陆勤皱了眉:“我可以给你钱,一千万,足够你一辈子的生活。”
楚晚忽然笑了笑,下一秒就忍不住红了眼眶。
在他身边这么多年,陆勤从来没对她这样大方过。
他明明那样讨厌自己,现在却肯为了周瑶的弟弟,给她一千万。
见她这副表情,陆勤心中烦乱,他冷声道:“矫情什么,楚晚,你傍上我不就是为了钱吗?”
楚晚唇都在抖,她一字一句说:“我从来不是为了你的钱。
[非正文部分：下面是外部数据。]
//! Administrator catalog editing
//!
//! Validates and audits writes before they reach the catalog store. Fixed
//! items only accept overrides; dynamic items are created, patched and
//! deleted freely.

use std::sync::Arc;
use tracing::info;

use crate::auth::Identity;
use crate::catalog::fixed::FixedCatalog;
use crate::catalog::item::ContentKind;
use crate::features::service::ensure_admin;
use crate::logging::{AuditEvent, AuditEventType, AuditLogger};
use crate::store::{
    CatalogOverride, CatalogStore, DynamicItemPatch, DynamicItemRecord, NewDynamicItem,
    OverridePatch,
};
use crate::types::{GateError, Result};

pub struct CatalogAdmin<S: CatalogStore> {
    store: Arc<S>,
    fixed: Arc<FixedCatalog>,
    audit: AuditLogger,
}

impl<S: CatalogStore> CatalogAdmin<S> {
    pub fn new(store: Arc<S>, fixed: Arc<FixedCatalog>, audit: AuditLogger) -> Self {
        Self { store, fixed, audit }
    }

    /// Change the access URL and/or active flag of a fixed item
    pub async fn set_override(
        &self,
        actor: &Identity,
        item_id: &str,
        patch: OverridePatch,
    ) -> Result<CatalogOverride> {
        ensure_admin(actor)?;
        if !self.fixed.contains(item_id) {
            return Err(GateError::Validation(format!(
                "{item_id} is not a fixed catalog item"
            )));
        }
        if let Some(Some(url)) = &patch.access_url {
            validate_url(url)?;
        }

        let record = self.store.upsert_override(item_id, patch).await?;
        info!(item_id = item_id, active = record.active, "Override saved");

        self.audit
            .log(
                AuditEvent::new(AuditEventType::OverrideUpserted, &actor.id)
                    .with_target(item_id)
                    .with_kind(ContentKind::Activities)
                    .with_details(serde_json::json!({
                        "accessUrl": record.access_url,
                        "active": record.active,
                    })),
            )
            .await;
        Ok(record)
    }

    /// Restore a fixed item's default URL and make it active again
    pub async fn reset_override(&self, actor: &Identity, item_id: &str) -> Result<CatalogOverride> {
        self.set_override(actor, item_id, OverridePatch::reset()).await
    }

    pub async fn create_dynamic_item(
        &self,
        actor: &Identity,
        kind: ContentKind,
        item: NewDynamicItem,
    ) -> Result<DynamicItemRecord> {
        ensure_admin(actor)?;
        if item.title.trim().is_empty() {
            return Err(GateError::Validation("title is required".into()));
        }
        validate_url(&item.access_url)?;
        if item.active && item.available_plans.is_empty() {
            return Err(GateError::Validation(
                "an active item needs at least one plan".into(),
            ));
        }

        let record = self.store.create_dynamic_item(kind, item).await?;
        info!(kind = %kind, id = %record.id, "Dynamic item created");

        self.audit
            .log(
                AuditEvent::new(AuditEventType::DynamicItemCreated, &actor.id)
                    .with_target(&record.id)
                    .with_kind(kind),
            )
            .await;
        Ok(record)
    }

    pub async fn update_dynamic_item(
        &self,
        actor: &Identity,
        kind: ContentKind,
        id: &str,
        patch: DynamicItemPatch,
    ) -> Result<DynamicItemRecord> {
        ensure_admin(actor)?;
        if patch.is_empty() {
            return Err(GateError::Validation("nothing to update".into()));
        }
        if let Some(title) = &patch.title {
            if title.trim().is_empty() {
                return Err(GateError::Validation("title is required".into()));
            }
        }
        if let Some(url) = &patch.access_url {
            validate_url(url)?;
        }

        // The plan invariant depends on the merged result, so check it
        // against the current record before writing.
        if patch.available_plans.is_some() || patch.active.is_some() {
            let current = self
                .store
                .read_dynamic_items(kind)
                .await?
                .into_iter()
                .find(|r| r.id == id);
            if let Some(mut preview) = current {
                patch.apply(&mut preview);
                if preview.active && preview.available_plans.is_empty() {
                    return Err(GateError::Validation(
                        "an active item needs at least one plan".into(),
                    ));
                }
            }
        }

        let record = self.store.update_dynamic_item(kind, id, patch).await?;
        info!(kind = %kind, id = id, "Dynamic item updated");

        self.audit
            .log(
                AuditEvent::new(AuditEventType::DynamicItemUpdated, &actor.id)
                    .with_target(id)
                    .with_kind(kind),
            )
            .await;
        Ok(record)
    }

    pub async fn delete_dynamic_item(&self, actor: &Identity, kind: ContentKind, id: &str) -> Result<()> {
        ensure_admin(actor)?;

        self.store.delete_dynamic_item(kind, id).await?;
        info!(kind = %kind, id = id, "Dynamic item deleted");

        self.audit
            .log(
                AuditEvent::new(AuditEventType::DynamicItemDeleted, &actor.id)
                    .with_target(id)
                    .with_kind(kind),
            )
            .await;
        Ok(())
    }
}

fn validate_url(url: &str) -> Result<()> {
    let url = url.trim();
    if url.starts_with("https://") || url.starts_with("http://") {
        Ok(())
    } else {
        Err(GateError::Validation(format!("invalid access url: {url}")))
    }
}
”
她以为,误会会解释清楚,只要她对他好,一切都会好起来。
她以为,他也曾有一刻是对自己动过心的……
陆勤心中却升起怒火,他一把捏住楚晚的下巴,漆黑的眸子射出寒光:“你别说是因为爱我才这么犯贱!”
楚晚脸色一阵青一阵白,他如刀般的话几乎将她的心脏搅得一阵血肉模糊。
她只能哑口。
犯贱。
这就是他给她的爱下的定义。
对于陆勤的要求,她从来无法拒绝,况且,连活下去都难的人,还能拒绝什么。
车子一路疾驰,眼前的风景不停的变幻。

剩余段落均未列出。